Article 3 : Le jugement du tribunal administratif de MARSEILLE en date du 2 juillet 1992 est réformé en ce qu'il a de contraire à la présente décision.
Article 4 : Le surplus des conclusions incidentes de la Caisse d'assurance maladie des professions libérales - provinces est rejeté.
Article 5 : Les intérêts afférents à la partie non encore versée le 13 février 1996 de l'indemnité de 180.000 francs allouée à Mme X... au titre des troubles dans ses conditions d'existence seront capitalisés à cette date pour produire eux-mêmes intérêts.
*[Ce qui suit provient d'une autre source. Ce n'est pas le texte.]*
#[cfg(test)]
mod tests {
    use super::*;
    use crate::services::testing;
    use actix_web::http::StatusCode;
    use actix_web::{test, App};
    use common::model::row::Row;
    use common::responses::ErrorBody;
    use serde_json::json;

    fn row(id: Option<i64>, forest: &str, volume: f64) -> Row {
        Row {
            id,
            forest: forest.into(),
            volume,
            ..Row::default()
        }
    }

    fn table(id: TableKey, date: &str, rows: Vec<Row>) -> PlanTable {
        PlanTable {
            id,
            date: date.into(),
            rows,
        }
    }

    fn stored_dates(db: &DbState) -> Vec<(i64, String)> {
        db.with_conn(|conn| {
            let mut stmt = conn.prepare("SELECT id, date FROM tables ORDER BY id")?;
            let dates = stmt
                .query_map([], |r| Ok((r.get(0)?, r.get(1)?)))?
                .collect::<Result<Vec<_>, _>>()?;
            Ok(dates)
        })
        .unwrap()
    }

    #[actix_web::test]
    async fn pending_tables_are_created_and_rows_reconciled() {
        let db = testing::memory_db();
        db.with_conn(|conn| {
            let draft = PlanTable {
                id: TableKey::Pending("tmp-1".into()),
                date: "2024-03-01".into(),
                rows: vec![row(None, "North", 1.0), row(None, "South", 2.0)],
            };
            let skipped = PlanTable {
                id: TableKey::Pending("tmp-2".into()),
                date: String::new(),
                rows: vec![row(None, "Lost", 1.0)],
            };
            let saved = save_tables(conn, &[draft, skipped])?;
            assert_eq!(saved.len(), 1);
            assert_eq!(saved[0].key, TableKey::Pending("tmp-1".into()));
            assert_eq!(saved[0].inserted_row_ids.len(), 2);

            let table_id = saved[0].id;
            let kept = saved[0].inserted_row_ids[1];
            let edited = PlanTable {
                id: TableKey::Persisted(table_id),
                date: "2024-03-02".into(),
                rows: vec![row(Some(kept), "South", 9.0), row(None, "East", 3.0)],
            };
            let saved = save_tables(conn, &[edited])?;
            assert_eq!(saved[0].inserted_row_ids.len(), 1);

            let rows = db::rows::list(conn, Some(table_id))?;
            let stored: Vec<_> = rows.iter().map(|r| (r.forest.as_str(), r.volume)).collect();
            assert_eq!(stored, vec![("South", 9.0), ("East", 3.0)]);
            let date: String =
                conn.query_row("SELECT date FROM tables WHERE id = ?1", params![table_id], |r| r.get(0))?;
            assert_eq!(date, "2024-03-02");
            Ok(())
        })
        .unwrap();
    }

    #[actix_web::test]
    async fn rows_of_other_tables_are_left_alone() {
        let db = testing::memory_db();
        db.with_conn(|conn| {
            conn.execute("INSERT INTO tables (date) VALUES ('2024-01-01'), ('2024-02-01')", [])?;
            let foreign = db::rows::insert(conn, 2, &row(None, "Foreign", 1.0))?;
            let table = PlanTable {
                id: TableKey::Persisted(1),
                date: "2024-01-01".into(),
                rows: vec![row(Some(foreign), "Hijacked", 5.0)],
            };
            save_tables(conn, &[table])?;
            let untouched = db::rows::find(conn, foreign)?.unwrap();
            assert_eq!(untouched.forest, "Foreign");
            assert!(db::rows::list(conn, Some(1))?.is_empty());
            Ok(())
        })
        .unwrap();
    }

    #[actix_web::test]
    async fn unknown_table_is_not_found() {
        let app = test::init_service(App::new().configure(testing::app(testing::memory_db()))).await;
        let req = test::TestRequest::post()
            .uri("/api/tables")
            .set_json(json!({ "tables": [{ "id": 42, "date": "2024-01-01", "rows": [] }] }))
            .to_request();
        assert_eq!(test::call_service(&app, req).await.status(), StatusCode::NOT_FOUND);
    }

    #[actix_web::test]
    async fn missing_tables_array_is_rejected() {
        let app = test::init_service(App::new().configure(testing::app(testing::memory_db()))).await;
        let req = test::TestRequest::post()
            .uri("/api/tables")
            .set_json(json!({}))
            .to_request();
        let resp = test::call_service(&app, req).await;
        assert_eq!(resp.status(), StatusCode::BAD_REQUEST);
        let body: ErrorBody = test::read_body_json(resp).await;
        assert_eq!(body.error, "tables must be an array");
    }

    #[actix_web::test]
    async fn renaming_onto_a_taken_date_conflicts() {
        let db = testing::memory_db();
        db.with_conn(|conn| {
            conn.execute("INSERT INTO tables (date) VALUES ('2024-01-01'), ('2024-02-01')", [])?;
            Ok(())
        })
        .unwrap();
        let app = test::init_service(App::new().configure(testing::app(db))).await;
        let req = test::TestRequest::post()
            .uri("/api/tables")
            .set_json(json!({ "tables": [{ "id": 2, "date": "2024-01-01", "rows": [] }] }))
            .to_request();
        assert_eq!(test::call_service(&app, req).await.status(), StatusCode::CONFLICT);
    }

    #[actix_web::test]
    async fn report_carries_new_ids() {
        let app = test::init_service(App::new().configure(testing::app(testing::memory_db()))).await;
        let req = test::TestRequest::post()
            .uri("/api/tables")
            .set_json(json!({ "tables": [{
                "id": "tmp-7",
                "date": "2024-05-05",
                "rows": [{ "forest": "North", "volume": "12.5" }]
            }] }))
            .to_request();
        let report: SaveReport = test::call_and_read_body_json(&app, req).await;
        assert_eq!(report.tables.len(), 1);
        assert_eq!(report.tables[0].key, TableKey::Pending("tmp-7".into()));
        assert_eq!(report.tables[0].inserted_row_ids.len(), 1);
    }

    #[actix_web::test]
    async fn dates_can_shift_between_tables_in_one_batch() {
        let db = testing::memory_db();
        db.with_conn(|conn| {
            conn.execute("INSERT INTO tables (date) VALUES ('2024-01-01'), ('2024-01-02')", [])?;
            Ok(())
        })
        .unwrap();

        let batch = [
            table(TableKey::Persisted(1), "2024-01-02", vec![]),
            table(TableKey::Persisted(2), "2024-01-03", vec![]),
        ];
        let saved = db.with_conn(|conn| save_tables(conn, &batch)).unwrap();
        assert_eq!(saved.len(), 2);
        assert_eq!(
            stored_dates(&db),
            vec![(1, "2024-01-02".to_string()), (2, "2024-01-03".to_string())]
        );

        let swapped = [
            table(TableKey::Persisted(1), "2024-01-03", vec![]),
            table(TableKey::Persisted(2), "2024-01-02", vec![]),
        ];
        db.with_conn(|conn| save_tables(conn, &swapped)).unwrap();
        assert_eq!(
            stored_dates(&db),
            vec![(1, "2024-01-03".to_string()), (2, "2024-01-02".to_string())]
        );
    }

    #[actix_web::test]
    async fn duplicate_dates_within_a_batch_write_nothing() {
        let db = testing::memory_db();
        db.with_conn(|conn| {
            conn.execute("INSERT INTO tables (date) VALUES ('2024-01-01'), ('2024-01-02')", [])?;
            Ok(())
        })
        .unwrap();

        let batch = [
            table(TableKey::Persisted(1), "2024-01-05", vec![]),
            table(TableKey::Pending("tmp-1".into()), "2024-01-05", vec![]),
        ];
        let result = db.with_conn(|conn| Ok(save_tables(conn, &batch))).unwrap();
        assert!(matches!(result, Err(ApiError::Conflict(_))));

        let unlisted = [table(TableKey::Persisted(1), "2024-01-02", vec![])];
        let result = db.with_conn(|conn| Ok(save_tables(conn, &unlisted))).unwrap();
        assert!(matches!(result, Err(ApiError::Conflict(_))));

        assert_eq!(
            stored_dates(&db),
            vec![(1, "2024-01-01".to_string()), (2, "2024-01-02".to_string())]
        );
    }

    #[actix_web::test]
    async fn unknown_table_aborts_before_anything_is_inserted() {
        let db = testing::memory_db();
        let batch = [
            table(TableKey::Pending("tmp-1".into()), "2024-05-01", vec![]),
            table(TableKey::Persisted(99), "2024-05-02", vec![]),
        ];
        let result = db.with_conn(|conn| Ok(save_tables(conn, &batch))).unwrap();
        assert!(matches!(result, Err(ApiError::NotFound(_))));
        assert!(stored_dates(&db).is_empty());

        let retry = [table(TableKey::Pending("tmp-1".into()), "2024-05-01", vec![])];
        let saved = db.with_conn(|conn| save_tables(conn, &retry)).unwrap();
        assert_eq!(saved.len(), 1);
    }

    #[actix_web::test]
    async fn failed_batch_reports_tables_already_written() {
        let db = testing::memory_db();
        db.with_conn(|conn| {
            conn.execute_batch(
                "CREATE TRIGGER reject_row BEFORE INSERT ON rows WHEN NEW.forest = 'Blocked'
                 BEGIN SELECT RAISE(ABORT, 'rejected'); END;",
            )?;
            Ok(())
        })
        .unwrap();

        let batch = [
            table(TableKey::Pending("tmp-1".into()), "2024-05-01", vec![row(None, "North", 1.0)]),
            table(
                TableKey::Pending("tmp-2".into()),
                "2024-05-02",
                vec![row(None, "East", 2.0), row(None, "Blocked", 3.0)],
            ),
        ];
        let result = db.with_conn(|conn| Ok(save_tables(conn, &batch))).unwrap();
        let (saved, cause) = match result {
            Err(ApiError::PartialSave { saved, cause }) => (saved, cause),
            other => panic!("expected a partial save, got {:?}", other),
        };
        assert!(matches!(*cause, ApiError::Database(_)));
        let keys: Vec<_> = saved.iter().map(|s| s.key.clone()).collect();
        assert_eq!(
            keys,
            vec![TableKey::Pending("tmp-1".into()), TableKey::Pending("tmp-2".into())]
        );
        assert_eq!(saved[0].inserted_row_ids.len(), 1);
        assert_eq!(saved[1].inserted_row_ids.len(), 1);

        // The editor adopts the reported ids and sends the same tables again.
        db.with_conn(|conn| {
            conn.execute_batch("DROP TRIGGER reject_row;")?;
            Ok(())
        })
        .unwrap();
        let retry = [
            table(
                TableKey::Persisted(saved[0].id),
                "2024-05-01",
                vec![row(Some(saved[0].inserted_row_ids[0]), "North", 1.0)],
            ),
            table(
                TableKey::Persisted(saved[1].id),
                "2024-05-02",
                vec![
                    row(Some(saved[1].inserted_row_ids[0]), "East", 2.0),
                    row(None, "Blocked", 3.0),
                ],
            ),
        ];
        db.with_conn(|conn| save_tables(conn, &retry)).unwrap();
        assert_eq!(stored_dates(&db).len(), 2);
        let rows = db.with_conn(|conn| db::rows::list(conn, Some(saved[1].id))).unwrap();
        let forests: Vec<_> = rows.iter().map(|r| r.forest.as_str()).collect();
        assert_eq!(forests, vec!["East", "Blocked"]);
    }

    #[actix_web::test]
    async fn partial_failure_response_carries_saved_tables() {
        let db = testing::memory_db();
        db.with_conn(|conn| {
            conn.execute_batch(
                "CREATE TRIGGER reject_row BEFORE INSERT ON rows WHEN NEW.forest = 'Blocked'
                 BEGIN SELECT RAISE(ABORT, 'rejected'); END;",
            )?;
            Ok(())
        })
        .unwrap();
        let app = test::init_service(App::new().configure(testing::app(db))).await;
        let req = test::TestRequest::post()
            .uri("/api/tables")
            .set_json(json!({ "tables": [
                { "id": "tmp-1", "date": "2024-06-01", "rows": [] },
                { "id": "tmp-2", "date": "2024-06-02", "rows": [{ "forest": "Blocked" }] }
            ] }))
            .to_request();
        let resp = test::call_service(&app, req).await;
        assert_eq!(resp.status(), StatusCode::INTERNAL_SERVER_ERROR);
        let body: ErrorBody = test::read_body_json(resp).await;
        assert_eq!(body.saved.len(), 2);
        assert_eq!(body.saved[0].key, TableKey::Pending("tmp-1".into()));
    }
}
Article 6 : Les intérêts afférents à la part devant revenir à Mme X..., au nom de son fils mineur Boris Y..., sur les fractions trimestrielles de la rente allouée déjà échues depuis au moins un an et non encore versées à la date du 13 février 1996 seront capitalisés à cette date pour produire eux-mêmes intérêts.
Article 7 : Les frais d'expertise exposés devant la cour sont mis à la charge du Centre hospitalier d'AVIGNON.
Article 8 : Le Centre hospitalier d'AVIGNON versera à Mme Nadine X... une somme de 5.000 francs au titre de l 'article L 8-1 du Code des tribunaux administratifs et des cours administratives d'appel.